*** Block opens ***

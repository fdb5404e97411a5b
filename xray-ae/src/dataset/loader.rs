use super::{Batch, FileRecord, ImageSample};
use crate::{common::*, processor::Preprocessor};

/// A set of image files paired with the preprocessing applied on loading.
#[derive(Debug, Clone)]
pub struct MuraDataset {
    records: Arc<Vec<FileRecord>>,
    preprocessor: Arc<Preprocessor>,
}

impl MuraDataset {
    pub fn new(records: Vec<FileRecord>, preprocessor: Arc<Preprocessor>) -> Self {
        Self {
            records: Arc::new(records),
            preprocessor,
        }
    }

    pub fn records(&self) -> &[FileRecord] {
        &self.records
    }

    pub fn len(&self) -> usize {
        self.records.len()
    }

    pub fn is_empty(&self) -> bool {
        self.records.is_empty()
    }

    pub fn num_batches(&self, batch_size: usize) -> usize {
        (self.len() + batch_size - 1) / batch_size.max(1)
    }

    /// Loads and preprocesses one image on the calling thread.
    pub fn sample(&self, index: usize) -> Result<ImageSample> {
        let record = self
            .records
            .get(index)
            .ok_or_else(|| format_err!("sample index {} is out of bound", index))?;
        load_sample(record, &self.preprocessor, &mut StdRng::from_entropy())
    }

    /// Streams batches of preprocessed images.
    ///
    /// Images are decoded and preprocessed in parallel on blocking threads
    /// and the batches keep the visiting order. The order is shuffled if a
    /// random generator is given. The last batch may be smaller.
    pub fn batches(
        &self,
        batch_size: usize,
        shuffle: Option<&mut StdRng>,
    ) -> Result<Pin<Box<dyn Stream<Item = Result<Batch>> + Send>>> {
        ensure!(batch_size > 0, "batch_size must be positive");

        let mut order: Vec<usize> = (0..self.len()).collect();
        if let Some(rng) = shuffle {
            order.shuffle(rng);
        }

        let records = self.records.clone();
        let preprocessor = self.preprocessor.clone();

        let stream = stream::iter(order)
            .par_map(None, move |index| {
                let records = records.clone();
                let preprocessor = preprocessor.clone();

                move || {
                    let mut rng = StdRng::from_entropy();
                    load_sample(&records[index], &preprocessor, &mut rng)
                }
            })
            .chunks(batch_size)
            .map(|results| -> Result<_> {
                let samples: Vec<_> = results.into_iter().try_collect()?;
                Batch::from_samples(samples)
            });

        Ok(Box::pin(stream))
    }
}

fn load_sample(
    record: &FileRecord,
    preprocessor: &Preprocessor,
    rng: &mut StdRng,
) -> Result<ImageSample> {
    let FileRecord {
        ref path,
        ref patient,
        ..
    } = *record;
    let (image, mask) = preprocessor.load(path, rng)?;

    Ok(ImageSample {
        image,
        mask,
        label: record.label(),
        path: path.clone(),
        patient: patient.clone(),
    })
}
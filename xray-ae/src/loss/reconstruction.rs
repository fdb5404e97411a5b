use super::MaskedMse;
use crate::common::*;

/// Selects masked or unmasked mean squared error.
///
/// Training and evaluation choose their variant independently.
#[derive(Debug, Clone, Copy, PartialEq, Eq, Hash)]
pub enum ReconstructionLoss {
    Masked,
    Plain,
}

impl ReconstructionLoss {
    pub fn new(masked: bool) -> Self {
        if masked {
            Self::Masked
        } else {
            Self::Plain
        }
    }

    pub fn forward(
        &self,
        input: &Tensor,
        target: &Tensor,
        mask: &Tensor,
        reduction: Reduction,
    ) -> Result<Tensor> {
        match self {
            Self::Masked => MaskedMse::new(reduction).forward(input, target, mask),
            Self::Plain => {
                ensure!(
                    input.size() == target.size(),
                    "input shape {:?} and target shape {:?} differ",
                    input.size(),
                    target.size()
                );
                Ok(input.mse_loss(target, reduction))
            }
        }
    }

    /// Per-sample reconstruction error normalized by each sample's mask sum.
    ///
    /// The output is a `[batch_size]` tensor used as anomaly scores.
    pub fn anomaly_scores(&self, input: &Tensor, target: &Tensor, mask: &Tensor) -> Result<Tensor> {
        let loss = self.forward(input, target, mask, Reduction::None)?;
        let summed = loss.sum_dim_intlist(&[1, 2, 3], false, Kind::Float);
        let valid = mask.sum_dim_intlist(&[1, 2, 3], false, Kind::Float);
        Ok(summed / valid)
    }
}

*** Block closes ***

Copy out, from the data above, each line where the string "Debug" is present.

**Result**
#[derive(Debug, Clone)]
#[derive(Debug, Clone, Copy, PartialEq, Eq, Hash)]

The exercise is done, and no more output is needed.